RECORDS TO USE: Begin

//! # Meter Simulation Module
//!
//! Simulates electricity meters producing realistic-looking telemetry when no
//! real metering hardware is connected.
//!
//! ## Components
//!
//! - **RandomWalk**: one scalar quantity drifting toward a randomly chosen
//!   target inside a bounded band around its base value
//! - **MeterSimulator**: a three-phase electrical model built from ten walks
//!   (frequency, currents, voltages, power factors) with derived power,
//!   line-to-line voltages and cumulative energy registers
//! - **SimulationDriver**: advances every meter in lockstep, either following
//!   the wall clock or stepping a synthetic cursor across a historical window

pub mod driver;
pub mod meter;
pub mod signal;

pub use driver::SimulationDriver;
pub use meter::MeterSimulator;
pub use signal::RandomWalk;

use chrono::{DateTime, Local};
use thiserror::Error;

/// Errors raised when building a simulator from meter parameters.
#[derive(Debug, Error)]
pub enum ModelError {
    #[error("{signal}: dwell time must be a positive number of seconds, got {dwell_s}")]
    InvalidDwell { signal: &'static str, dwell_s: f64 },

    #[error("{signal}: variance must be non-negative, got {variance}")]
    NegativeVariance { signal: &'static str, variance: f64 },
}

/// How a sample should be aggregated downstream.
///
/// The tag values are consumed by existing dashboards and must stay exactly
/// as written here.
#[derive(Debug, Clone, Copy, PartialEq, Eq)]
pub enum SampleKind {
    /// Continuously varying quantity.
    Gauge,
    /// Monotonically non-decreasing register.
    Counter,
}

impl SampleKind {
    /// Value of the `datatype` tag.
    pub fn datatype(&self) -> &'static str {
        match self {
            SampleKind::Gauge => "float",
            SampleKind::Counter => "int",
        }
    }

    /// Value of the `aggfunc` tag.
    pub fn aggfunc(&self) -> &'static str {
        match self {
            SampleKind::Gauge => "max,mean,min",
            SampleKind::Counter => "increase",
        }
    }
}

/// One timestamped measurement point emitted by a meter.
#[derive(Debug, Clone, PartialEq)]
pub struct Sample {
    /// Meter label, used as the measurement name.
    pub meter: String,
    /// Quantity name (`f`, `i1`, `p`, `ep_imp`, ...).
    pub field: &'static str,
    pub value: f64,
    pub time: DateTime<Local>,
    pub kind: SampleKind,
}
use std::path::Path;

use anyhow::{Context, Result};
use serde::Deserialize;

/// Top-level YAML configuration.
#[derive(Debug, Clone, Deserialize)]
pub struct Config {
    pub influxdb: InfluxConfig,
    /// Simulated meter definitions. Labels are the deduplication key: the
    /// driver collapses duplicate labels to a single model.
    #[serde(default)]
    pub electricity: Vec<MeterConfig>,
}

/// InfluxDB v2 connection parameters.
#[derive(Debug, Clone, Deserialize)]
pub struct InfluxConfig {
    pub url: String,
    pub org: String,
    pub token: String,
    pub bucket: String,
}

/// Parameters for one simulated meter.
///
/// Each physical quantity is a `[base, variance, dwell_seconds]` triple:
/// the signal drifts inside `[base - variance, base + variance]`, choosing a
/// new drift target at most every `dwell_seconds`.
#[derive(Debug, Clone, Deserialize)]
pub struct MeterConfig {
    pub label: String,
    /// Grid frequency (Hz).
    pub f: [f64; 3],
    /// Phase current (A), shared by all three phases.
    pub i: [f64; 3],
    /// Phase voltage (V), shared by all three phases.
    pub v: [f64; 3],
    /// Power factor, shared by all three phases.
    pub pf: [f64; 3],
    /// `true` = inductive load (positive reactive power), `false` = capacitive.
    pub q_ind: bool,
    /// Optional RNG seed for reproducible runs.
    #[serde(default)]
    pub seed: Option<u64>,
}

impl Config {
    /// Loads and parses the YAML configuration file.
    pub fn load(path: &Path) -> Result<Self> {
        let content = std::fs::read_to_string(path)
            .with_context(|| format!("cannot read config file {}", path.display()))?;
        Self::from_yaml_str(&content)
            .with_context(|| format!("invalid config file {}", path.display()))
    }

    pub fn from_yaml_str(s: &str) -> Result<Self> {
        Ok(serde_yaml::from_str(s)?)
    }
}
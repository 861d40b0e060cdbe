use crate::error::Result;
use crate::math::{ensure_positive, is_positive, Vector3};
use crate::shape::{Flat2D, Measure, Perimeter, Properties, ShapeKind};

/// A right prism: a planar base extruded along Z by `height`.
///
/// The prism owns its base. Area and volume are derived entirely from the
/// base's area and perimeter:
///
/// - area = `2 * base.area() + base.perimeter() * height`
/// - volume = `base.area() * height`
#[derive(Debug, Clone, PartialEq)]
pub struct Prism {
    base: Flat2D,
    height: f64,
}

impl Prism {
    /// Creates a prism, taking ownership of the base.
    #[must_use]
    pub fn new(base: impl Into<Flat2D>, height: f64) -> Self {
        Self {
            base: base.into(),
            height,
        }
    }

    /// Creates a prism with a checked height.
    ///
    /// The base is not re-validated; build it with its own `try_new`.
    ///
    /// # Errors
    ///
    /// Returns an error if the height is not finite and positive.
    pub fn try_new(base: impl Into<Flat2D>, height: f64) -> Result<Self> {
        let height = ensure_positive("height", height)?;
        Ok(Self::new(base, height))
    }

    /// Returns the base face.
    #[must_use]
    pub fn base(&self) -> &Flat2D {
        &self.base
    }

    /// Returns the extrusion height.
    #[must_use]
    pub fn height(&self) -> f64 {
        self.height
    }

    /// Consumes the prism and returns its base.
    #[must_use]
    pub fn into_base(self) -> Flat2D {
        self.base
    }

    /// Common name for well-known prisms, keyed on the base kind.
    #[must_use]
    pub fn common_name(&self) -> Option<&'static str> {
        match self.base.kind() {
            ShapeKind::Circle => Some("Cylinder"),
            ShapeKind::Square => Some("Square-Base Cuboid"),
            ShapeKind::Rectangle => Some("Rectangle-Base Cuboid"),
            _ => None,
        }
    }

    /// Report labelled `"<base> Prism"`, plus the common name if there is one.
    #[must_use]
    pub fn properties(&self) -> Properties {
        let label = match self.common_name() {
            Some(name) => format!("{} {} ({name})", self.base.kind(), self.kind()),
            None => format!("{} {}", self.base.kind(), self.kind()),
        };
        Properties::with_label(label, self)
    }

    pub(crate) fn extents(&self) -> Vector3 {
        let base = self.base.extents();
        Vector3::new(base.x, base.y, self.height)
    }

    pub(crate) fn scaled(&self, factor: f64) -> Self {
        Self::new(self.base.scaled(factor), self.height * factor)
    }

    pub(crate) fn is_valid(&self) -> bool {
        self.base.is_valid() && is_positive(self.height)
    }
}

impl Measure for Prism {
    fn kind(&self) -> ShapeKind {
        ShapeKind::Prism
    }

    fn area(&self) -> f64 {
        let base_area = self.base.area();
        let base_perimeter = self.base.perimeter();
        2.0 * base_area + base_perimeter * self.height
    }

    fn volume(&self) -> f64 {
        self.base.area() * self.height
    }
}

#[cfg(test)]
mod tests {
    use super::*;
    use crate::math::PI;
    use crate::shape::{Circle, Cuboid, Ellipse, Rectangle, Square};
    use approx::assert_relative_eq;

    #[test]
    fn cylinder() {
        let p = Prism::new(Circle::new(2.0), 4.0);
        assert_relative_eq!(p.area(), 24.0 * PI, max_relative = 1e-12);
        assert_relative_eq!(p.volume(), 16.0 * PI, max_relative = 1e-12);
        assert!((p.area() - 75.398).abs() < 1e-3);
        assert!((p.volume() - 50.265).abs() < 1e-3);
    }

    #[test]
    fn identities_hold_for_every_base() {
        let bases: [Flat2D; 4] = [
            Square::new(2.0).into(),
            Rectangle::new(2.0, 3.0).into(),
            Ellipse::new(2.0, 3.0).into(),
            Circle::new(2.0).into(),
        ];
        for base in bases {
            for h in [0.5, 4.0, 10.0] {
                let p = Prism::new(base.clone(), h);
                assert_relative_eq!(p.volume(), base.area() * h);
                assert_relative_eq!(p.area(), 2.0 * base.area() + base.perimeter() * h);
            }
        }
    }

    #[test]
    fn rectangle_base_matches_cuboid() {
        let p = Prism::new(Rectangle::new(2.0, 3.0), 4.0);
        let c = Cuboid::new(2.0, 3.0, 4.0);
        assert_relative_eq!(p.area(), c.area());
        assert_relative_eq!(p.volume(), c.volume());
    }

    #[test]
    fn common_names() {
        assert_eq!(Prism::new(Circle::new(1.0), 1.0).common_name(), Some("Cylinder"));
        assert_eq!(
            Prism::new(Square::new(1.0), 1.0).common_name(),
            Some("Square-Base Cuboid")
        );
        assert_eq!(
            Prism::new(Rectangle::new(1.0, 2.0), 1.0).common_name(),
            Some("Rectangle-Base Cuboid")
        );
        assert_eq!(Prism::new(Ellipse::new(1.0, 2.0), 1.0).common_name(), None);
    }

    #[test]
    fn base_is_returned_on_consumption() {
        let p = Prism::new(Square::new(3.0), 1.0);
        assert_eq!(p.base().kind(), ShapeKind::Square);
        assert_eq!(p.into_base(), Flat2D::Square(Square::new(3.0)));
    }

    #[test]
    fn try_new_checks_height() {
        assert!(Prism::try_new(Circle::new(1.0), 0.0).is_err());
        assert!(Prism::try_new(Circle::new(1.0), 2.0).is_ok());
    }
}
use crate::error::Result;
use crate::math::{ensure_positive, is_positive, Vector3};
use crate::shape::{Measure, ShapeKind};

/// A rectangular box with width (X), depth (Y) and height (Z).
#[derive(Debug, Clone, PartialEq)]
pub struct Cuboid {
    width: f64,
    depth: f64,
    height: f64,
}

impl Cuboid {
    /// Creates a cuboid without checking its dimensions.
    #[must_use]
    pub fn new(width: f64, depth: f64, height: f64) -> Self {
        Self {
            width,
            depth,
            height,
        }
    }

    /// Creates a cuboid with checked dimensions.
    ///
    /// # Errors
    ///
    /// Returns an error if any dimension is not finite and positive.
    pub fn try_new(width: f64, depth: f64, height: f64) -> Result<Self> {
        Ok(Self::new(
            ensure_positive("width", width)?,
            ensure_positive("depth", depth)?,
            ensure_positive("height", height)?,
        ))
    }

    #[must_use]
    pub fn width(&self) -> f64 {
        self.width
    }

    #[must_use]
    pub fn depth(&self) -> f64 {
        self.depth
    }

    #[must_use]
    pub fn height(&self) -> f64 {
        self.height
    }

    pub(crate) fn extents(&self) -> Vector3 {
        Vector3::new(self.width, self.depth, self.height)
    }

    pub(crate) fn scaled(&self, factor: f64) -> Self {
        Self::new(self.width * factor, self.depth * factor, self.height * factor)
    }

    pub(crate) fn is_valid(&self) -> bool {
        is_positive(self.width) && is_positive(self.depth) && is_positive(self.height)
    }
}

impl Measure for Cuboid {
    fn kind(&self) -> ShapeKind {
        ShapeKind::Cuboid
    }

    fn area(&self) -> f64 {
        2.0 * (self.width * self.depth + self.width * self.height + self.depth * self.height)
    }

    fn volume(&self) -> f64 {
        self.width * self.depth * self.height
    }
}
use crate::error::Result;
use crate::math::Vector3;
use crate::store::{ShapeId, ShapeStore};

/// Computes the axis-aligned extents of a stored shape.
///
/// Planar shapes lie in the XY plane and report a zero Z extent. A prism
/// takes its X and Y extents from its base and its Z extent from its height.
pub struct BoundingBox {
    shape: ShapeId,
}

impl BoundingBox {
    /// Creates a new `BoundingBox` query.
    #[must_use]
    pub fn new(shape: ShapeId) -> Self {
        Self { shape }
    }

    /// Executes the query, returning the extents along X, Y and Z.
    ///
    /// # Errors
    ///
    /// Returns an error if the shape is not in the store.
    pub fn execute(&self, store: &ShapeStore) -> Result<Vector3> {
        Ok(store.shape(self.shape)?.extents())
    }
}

RECORDS TO USE: End

DESCRIPTION OF THE TASK:
Give back exactly the lines from the first line of the records through the line holding "a randomly chosen", including both of those lines and leaving out all others.

EXERCISE RESPONSE:
//! # Meter Simulation Module
//!
//! Simulates electricity meters producing realistic-looking telemetry when no
//! real metering hardware is connected.
//!
//! ## Components
//!
//! - **RandomWalk**: one scalar quantity drifting toward a randomly chosen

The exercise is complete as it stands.